It could be argued that never in history has so much money been spent on the advertising and purchasing of any merchandise, with so little knowledge of the product itself, as has been spent on vitamin and mineral supplements. Billions are being spent annually, and most of the purchasers, wholesalers, retailers or direct to the consumer salespeople do not know the difference between a synthetic, a crystalline, and a truly natural vitamin, or the difference between a chelated organic and inorganic mineral.

Neither seller nor buyer know little of how supplements are made, their characteristics, their attributes, their sources, their uses, their advantage and disadvantages and how to tell one from another by reading a label. So let’s take a closer look at what we spend so much money on in good faith that the product we buy must be good for us, right? After all it says, “natural”, so what could be wrong with a vitamin or a mineral?

What’s the Difference between Natural and Synthetic Supplements? In short, it’s the difference between something that’s living and something that’s dead. That is a Big Difference. There are three categories that you can buy vitamins/minerals and it’s really important that you understand the difference.

1. Natural Supplements (or crystalline supplements) Crystalline means that a Natural Food has been treated with various chemicals, solvents, heat and distillations to reduce it down to one specific “pure” crystalline vitamin. In this process all the synergists, which are termed “impurities” are destroyed. There is no longer anything natural in the action of crystalline “vitamins” – they should more accurately be termed drugs.

2. Synthetic Supplements Synthetic means that a chemist attempts to reconstruct the exact structure of the crystalline molecule by chemically combining molecules from other sources. These sources are not living foods, but dead chemicals. For example, the Vitamin B1 is made from a coal tar derivative and d-alpha tocopherol (so called Vitamin E) is a byproduct of materials used by the Eastman Kodak company to make film. However, it is not legally necessary to give the source from which the synthetic “vitamin” is derived. Synthetic “vitamins” should more accurately be called drugs.
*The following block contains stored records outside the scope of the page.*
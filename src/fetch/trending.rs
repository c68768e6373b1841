// src/fetch/trending.rs

use anyhow::{bail, Context, Result};
use chrono::{Datelike, NaiveDate};
use reqwest::Client;
use serde::Deserialize;
use tracing::{error, info};
use url::Url;

use crate::config::Config;

/// Titles shown in a trending reply.
pub const TRENDING_LIMIT: usize = 5;

pub const TRENDING_UNAVAILABLE: &str = "Trending service is currently unavailable.";
pub const TRENDING_ERROR: &str = "Error connecting to movie service.";

#[derive(Debug, Deserialize)]
struct TrendingPage {
    #[serde(default)]
    results: Vec<TrendingMovie>,
}

#[derive(Debug, Clone, PartialEq, Eq, Deserialize)]
pub struct TrendingMovie {
    #[serde(default)]
    pub title: Option<String>,
    #[serde(default)]
    pub release_date: Option<String>,
}

impl TrendingMovie {
    /// `"Title (YYYY)"`; the year is blank when the date is missing.
    pub fn label(&self) -> String {
        format!(
            "{} ({})",
            self.title.as_deref().unwrap_or("Untitled"),
            self.release_year().unwrap_or_default()
        )
    }

    fn release_year(&self) -> Option<String> {
        let raw = self.release_date.as_deref()?.trim();
        match NaiveDate::parse_from_str(raw, "%Y-%m-%d") {
            Ok(date) => Some(date.year().to_string()),
            Err(_) => Some(raw.chars().take(4).collect()),
        }
    }
}

/// Daily trending movies from TMDB.
#[derive(Debug, Clone)]
pub struct TrendingClient {
    http: Client,
    base: Url,
    api_key: Option<String>,
}

impl TrendingClient {
    pub fn from_config(cfg: &Config) -> Result<Self> {
        let http = Client::builder()
            .timeout(cfg.http_timeout)
            .build()
            .context("building HTTP client")?;
        Ok(Self {
            http,
            base: cfg.tmdb_base_url.clone(),
            api_key: cfg.tmdb_api_key.clone(),
        })
    }

    pub fn is_configured(&self) -> bool {
        self.api_key.is_some()
    }

    /// First [`TRENDING_LIMIT`] trending movies of the day.
    pub async fn fetch_trending(&self) -> Result<Vec<TrendingMovie>> {
        let Some(api_key) = self.api_key.as_deref() else {
            bail!("TMDB_API_KEY is not set");
        };
        let url = self
            .base
            .join("trending/movie/day")
            .with_context(|| format!("joining trending path onto {}", self.base))?;

        let body = self
            .http
            .get(url.clone())
            .query(&[("api_key", api_key), ("language", "en-US")])
            .send()
            .await
            .with_context(|| format!("GET {}", url))?
            .error_for_status()?
            .text()
            .await
            .with_context(|| format!("reading body from {}", url))?;

        let movies = parse_trending_page(&body)?;
        info!(count = movies.len(), "fetched trending movies");
        Ok(movies)
    }

    /// Reply text for a trending request; failures become a fixed message.
    pub async fn trending_reply(&self) -> String {
        if !self.is_configured() {
            return TRENDING_UNAVAILABLE.to_string();
        }
        match self.fetch_trending().await {
            Ok(movies) => render_trending(&movies),
            Err(e) => {
                error!("trending lookup failed: {:#}", e);
                TRENDING_ERROR.to_string()
            }
        }
    }
}

/// Decode a TMDB trending page, keeping the first [`TRENDING_LIMIT`] results.
pub fn parse_trending_page(json: &str) -> Result<Vec<TrendingMovie>> {
    let mut page: TrendingPage =
        serde_json::from_str(json).context("decoding trending response")?;
    page.results.truncate(TRENDING_LIMIT);
    Ok(page.results)
}

pub fn render_trending(movies: &[TrendingMovie]) -> String {
    let labels: Vec<String> = movies.iter().map(TrendingMovie::label).collect();
    format!("Trending today:\n- {}", labels.join("\n- "))
}

#[cfg(test)]
mod tests {
    use super::*;

    const PAGE: &str = r#"{
        "page": 1,
        "results": [
            {"id": 1, "title": "Dune: Part Two", "release_date": "2024-02-27"},
            {"id": 2, "title": "Civil War", "release_date": "2024-04-10"},
            {"id": 3, "title": "Untitled Project"},
            {"id": 4, "title": "Old Print", "release_date": "1999"},
            {"id": 5, "release_date": "2023-11-01"},
            {"id": 6, "title": "Sixth", "release_date": "2024-01-01"}
        ]
    }"#;

    #[test]
    fn test_parse_keeps_first_five() -> Result<()> {
        let movies = parse_trending_page(PAGE)?;
        assert_eq!(movies.len(), TRENDING_LIMIT);
        assert_eq!(movies[0].title.as_deref(), Some("Dune: Part Two"));
        Ok(())
    }

    #[test]
    fn test_render_labels() -> Result<()> {
        let movies = parse_trending_page(PAGE)?;
        assert_eq!(
            render_trending(&movies),
            "Trending today:\n- Dune: Part Two (2024)\n- Civil War (2024)\n- Untitled Project ()\n- Old Print (1999)\n- Untitled (2023)"
        );
        Ok(())
    }

    #[test]
    fn test_missing_results_is_empty() -> Result<()> {
        assert!(parse_trending_page(r#"{"page": 1}"#)?.is_empty());
        assert!(parse_trending_page("<html>").is_err());
        Ok(())
    }

    #[tokio::test]
    async fn test_reply_without_key() -> Result<()> {
        let client = TrendingClient::from_config(&Config::default())?;
        assert!(!client.is_configured());
        assert_eq!(client.trending_reply().await, TRENDING_UNAVAILABLE);
        assert!(client.fetch_trending().await.is_err());
        Ok(())
    }
}
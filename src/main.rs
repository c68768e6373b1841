use anyhow::{bail, Result};
use reelfinder::{
    details::render_outcome,
    fetch::TrendingClient,
    genres::{render_suggestion, suggest},
    text::title_hint,
    Config, DatasetId, IndexStore, Resolver,
};
use std::{env, sync::Arc};
use tokio::time::Instant;
use tracing::info;
use tracing_subscriber::{fmt, EnvFilter};

const USAGE: &str = "usage:
  reelfinder details <utterance...> [--title <title>]
  reelfinder genre <genre>
  reelfinder trending";

#[tokio::main]
async fn main() -> Result<()> {
    // ─── 1) init logging ─────────────────────────────────────────────
    let env = EnvFilter::try_from_default_env()
        .unwrap_or_else(|_| EnvFilter::new("info,reelfinder=info"));
    fmt::Subscriber::builder()
        .with_env_filter(env)
        .with_writer(std::io::stderr)
        .init();

    std::panic::set_hook(Box::new(|info| {
        eprintln!("panic: {:?}", info);
    }));

    // ─── 2) configuration ────────────────────────────────────────────
    let cfg = Config::from_env();
    let mut args = env::args().skip(1);
    let command = args.next();
    let rest: Vec<String> = args.collect();

    // ─── 3) dispatch ─────────────────────────────────────────────────
    let reply = match command.as_deref() {
        Some("details") => details(&cfg, rest).await?,
        Some("genre") => render_suggestion(&suggest(rest.first().map(String::as_str))),
        Some("trending") => TrendingClient::from_config(&cfg)?.trending_reply().await,
        _ => bail!("{}", USAGE),
    };

    println!("{}", reply);
    Ok(())
}

async fn details(cfg: &Config, args: Vec<String>) -> Result<String> {
    let (slot, words) = split_title_flag(args)?;
    let utterance = words.join(" ");
    let hint = title_hint(slot.as_deref(), &utterance);

    let resolver = Arc::new(Resolver::new(IndexStore::from_fs()));
    let dataset = DatasetId::from_path(&cfg.dataset_path);

    info!(dataset = %dataset, hint = %hint, "resolving");
    let start = Instant::now();
    let outcome = resolver.resolve_async(hint, dataset).await;
    info!(elapsed = ?start.elapsed(), ok = outcome.is_ok(), "resolved");

    if let Err(e) = &outcome {
        if !e.is_routine() {
            bail!("resolution failed: {}", e);
        }
    }
    Ok(render_outcome(&utterance, &outcome))
}

/// Pulls `--title <value>` out of the argument list.
fn split_title_flag(args: Vec<String>) -> Result<(Option<String>, Vec<String>)> {
    let mut slot = None;
    let mut words = Vec::with_capacity(args.len());
    let mut iter = args.into_iter();
    while let Some(arg) = iter.next() {
        if arg == "--title" {
            match iter.next() {
                Some(value) => slot = Some(value),
                None => bail!("--title needs a value"),
            }
        } else {
            words.push(arg);
        }
    }
    Ok((slot, words))
}

#[cfg(test)]
mod tests {
    use super::*;

    fn strings(v: &[&str]) -> Vec<String> {
        v.iter().map(|s| s.to_string()).collect()
    }

    #[test]
    fn test_split_title_flag() -> Result<()> {
        let (slot, words) = split_title_flag(strings(&["how", "long", "--title", "Up"]))?;
        assert_eq!(slot.as_deref(), Some("Up"));
        assert_eq!(words, strings(&["how", "long"]));

        let (slot, words) = split_title_flag(strings(&["what", "is", "heat"]))?;
        assert_eq!(slot, None);
        assert_eq!(words.join(" "), "what is heat");

        assert!(split_title_flag(strings(&["--title"])).is_err());
        Ok(())
    }

    #[tokio::test]
    async fn test_details_against_file_dataset() -> Result<()> {
        let dir = tempfile::tempdir()?;
        let path = dir.path().join("netflix_titles.csv");
        std::fs::write(
            &path,
            "show_id,type,title,duration,description,release_year\n\
             s1,Movie,Inception,148 min,Dreams within dreams.,2010\n",
        )?;
        let cfg = Config {
            dataset_path: path,
            ..Config::default()
        };

        let reply = details(&cfg, strings(&["how", "long", "is", "Incepton?"])).await?;
        assert_eq!(reply, "The duration of 'Inception' is 148 min.");

        let reply = details(&cfg, strings(&["tell", "me", "about", "\"Toy", "Story\""])).await?;
        assert_eq!(reply, "I couldn't find 'toy story' in the dataset.");
        Ok(())
    }
}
3. Organic Whole Food Supplements On vitamin labels the word “natural” has no specific definition other than that the substance exists somewhere on the planet. The key words to look for are “Whole Food Vitamins”. This means vitamins as they are found in food, untampered with in any way that would change their molecular structure, their biological or biochemical combination or their actions. Vitamins in their natural state always exist as living complexes with specific synergist co-factors, enzymes, phytonutrients and organic mineral activators and never as isolated single factors. A vitamin needs all of its synergists to function and furthermore, there are literally hundreds of such synergists, most of which have not yet been studied but are nevertheless very important.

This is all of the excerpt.